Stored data
● ● ● ● ●

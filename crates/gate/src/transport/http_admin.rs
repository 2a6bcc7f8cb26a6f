// SPDX-License-Identifier: BUSL-1.1
// Copyright (c) 2026 Alfred Jean LLC

//! HTTP handlers for the admin API. All responses are masked.

use std::sync::Arc;

use axum::extract::rejection::JsonRejection;
use axum::extract::{Path, State};
use axum::Json;
use serde::{Deserialize, Serialize};

use crate::admin::{AdminCommand, CommandOutcome, GatewayState};
use crate::credential::store::StoreSnapshot;
use crate::credential::{MaskedRecord, TokenKind};
use crate::error::CredentialError;
use crate::state::GateState;

type AdminResult<T> = Result<Json<T>, CredentialError>;

fn parse_kind(kind: &str) -> Result<TokenKind, CredentialError> {
    kind.parse().map_err(|e: anyhow::Error| CredentialError::Validation(e.to_string()))
}

fn body<T>(payload: Result<Json<T>, JsonRejection>) -> Result<T, CredentialError> {
    payload.map(|Json(v)| v).map_err(|e| CredentialError::Validation(e.body_text()))
}

/// `GET /api/v1/admin/state`
pub async fn admin_state(State(s): State<Arc<GateState>>) -> Json<GatewayState> {
    Json(s.engine.projector().get_state())
}

/// Request body for `POST /api/v1/admin/tokens`.
#[derive(Debug, Deserialize)]
pub struct AddTokenRequest {
    pub kind: TokenKind,
    pub secret: String,
    #[serde(default)]
    pub label: Option<String>,
}

/// `POST /api/v1/admin/tokens`
pub async fn add_token(
    State(s): State<Arc<GateState>>,
    payload: Result<Json<AddTokenRequest>, JsonRejection>,
) -> AdminResult<MaskedRecord> {
    let req = body(payload)?;
    s.engine.projector().add_token(req.kind, &req.secret, req.label.as_deref()).map(Json)
}

#[derive(Debug, Serialize, Deserialize)]
pub struct RemoveTokenResponse {
    pub id: String,
    pub removed: bool,
}

/// `DELETE /api/v1/admin/tokens/{kind}/{id}`
pub async fn remove_token(
    State(s): State<Arc<GateState>>,
    Path((kind, id)): Path<(String, String)>,
) -> AdminResult<RemoveTokenResponse> {
    let kind = parse_kind(&kind)?;
    let id = s.engine.projector().remove_token(kind, &id)?;
    Ok(Json(RemoveTokenResponse { id, removed: true }))
}

/// `POST /api/v1/admin/tokens/{kind}/{id}/activate`
pub async fn activate_token(
    State(s): State<Arc<GateState>>,
    Path((kind, id)): Path<(String, String)>,
) -> AdminResult<MaskedRecord> {
    let kind = parse_kind(&kind)?;
    s.engine.projector().activate_token(kind, &id).map(Json)
}

/// `POST /api/v1/admin/reload`
pub async fn reload(State(s): State<Arc<GateState>>) -> Json<StoreSnapshot> {
    Json(s.engine.projector().reload())
}

#[derive(Debug, Serialize, Deserialize)]
#[serde(rename_all = "camelCase")]
pub struct RefreshResponse {
    pub masked_access_token: String,
}

/// `POST /api/v1/admin/refresh`
pub async fn refresh(State(s): State<Arc<GateState>>) -> AdminResult<RefreshResponse> {
    let masked_access_token = s.engine.projector().refresh().await?;
    Ok(Json(RefreshResponse { masked_access_token }))
}

/// `POST /api/v1/admin/commands`
pub async fn command(
    State(s): State<Arc<GateState>>,
    payload: Result<Json<AdminCommand>, JsonRejection>,
) -> AdminResult<CommandOutcome> {
    let command = body(payload)?;
    s.engine.projector().execute(command).await.map(Json)
}
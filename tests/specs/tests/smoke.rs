// SPDX-License-Identifier: BUSL-1.1
// Copyright (c) 2026 Alfred Jean LLC

//! End-to-end smoke tests that spawn the real `credgate` binary.

use std::time::Duration;

use credgate_specs::GateProcess;

const TIMEOUT: Duration = Duration::from_secs(10);

#[tokio::test]
async fn http_health() -> anyhow::Result<()> {
    let gate = GateProcess::build().factory_key("fk_smoke_env_key").spawn()?;
    gate.wait_healthy(TIMEOUT).await?;

    let resp: serde_json::Value =
        reqwest::get(format!("{}/api/v1/health", gate.base_url())).await?.json().await?;

    assert_eq!(resp["status"], "running");
    assert_eq!(resp["factoryKeys"], 1);
    assert_eq!(resp["refreshTokens"], 0);
    assert_eq!(resp["adminSecretConfigured"], true);
    Ok(())
}

#[tokio::test]
async fn admin_state_requires_secret() -> anyhow::Result<()> {
    let gate = GateProcess::start()?;
    gate.wait_healthy(TIMEOUT).await?;

    let client = reqwest::Client::new();
    let url = format!("{}/api/v1/admin/state", gate.base_url());

    let resp = client.get(&url).send().await?;
    assert_eq!(resp.status().as_u16(), 401);

    let state: serde_json::Value =
        client.get(&url).bearer_auth(gate.admin_secret()).send().await?.json().await?;
    assert_eq!(state["auth"]["adminSecretConfigured"], true);
    assert_eq!(state["tokens"]["factoryKeys"], serde_json::json!([]));
    Ok(())
}

#[tokio::test]
async fn added_token_is_persisted_masked() -> anyhow::Result<()> {
    let gate = GateProcess::start()?;
    gate.wait_healthy(TIMEOUT).await?;

    let client = reqwest::Client::new();
    let added: serde_json::Value = client
        .post(format!("{}/api/v1/admin/tokens", gate.base_url()))
        .bearer_auth(gate.admin_secret())
        .json(&serde_json::json!({ "kind": "factory_key", "secret": "fk_smoke_added_key" }))
        .send()
        .await?
        .json()
        .await?;
    assert_eq!(added["secret"], "fk_s..._key");

    let stored = std::fs::read_to_string(gate.data_dir().join("tokens.json"))?;
    assert!(stored.contains("fk_smoke_added_key"));
    Ok(())
}

#[tokio::test]
async fn proxy_without_credentials_is_unauthorized() -> anyhow::Result<()> {
    let gate = GateProcess::start()?;
    gate.wait_healthy(TIMEOUT).await?;

    let resp = reqwest::Client::new()
        .post(format!("{}/v1/messages", gate.base_url()))
        .json(&serde_json::json!({}))
        .send()
        .await?;
    assert_eq!(resp.status().as_u16(), 401);
    let body: serde_json::Value = resp.json().await?;
    assert_eq!(body["error"]["code"], "UNAUTHORIZED");
    Ok(())
}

● ● ● ● ●

# ACTIVITY
Could you retype exactly the lines from the first one of the records through the line containing "type AdminResult<T> = Result<Json<T>, CredentialError>;", both included, and nothing more?

# OUTPUT FOR THIS EXERCISE
filename crates/gate/src/transport/http_admin.rs
repository 2a6bcc7f8cb26a6f
// SPDX-License-Identifier: BUSL-1.1
// Copyright (c) 2026 Alfred Jean LLC

//! HTTP handlers for the admin API. All responses are masked.

use std::sync::Arc;

use axum::extract::rejection::JsonRejection;
use axum::extract::{Path, State};
use axum::Json;
use serde::{Deserialize, Serialize};

use crate::admin::{AdminCommand, CommandOutcome, GatewayState};
use crate::credential::store::StoreSnapshot;
use crate::credential::{MaskedRecord, TokenKind};
use crate::error::CredentialError;
use crate::state::GateState;

type AdminResult<T> = Result<Json<T>, CredentialError>;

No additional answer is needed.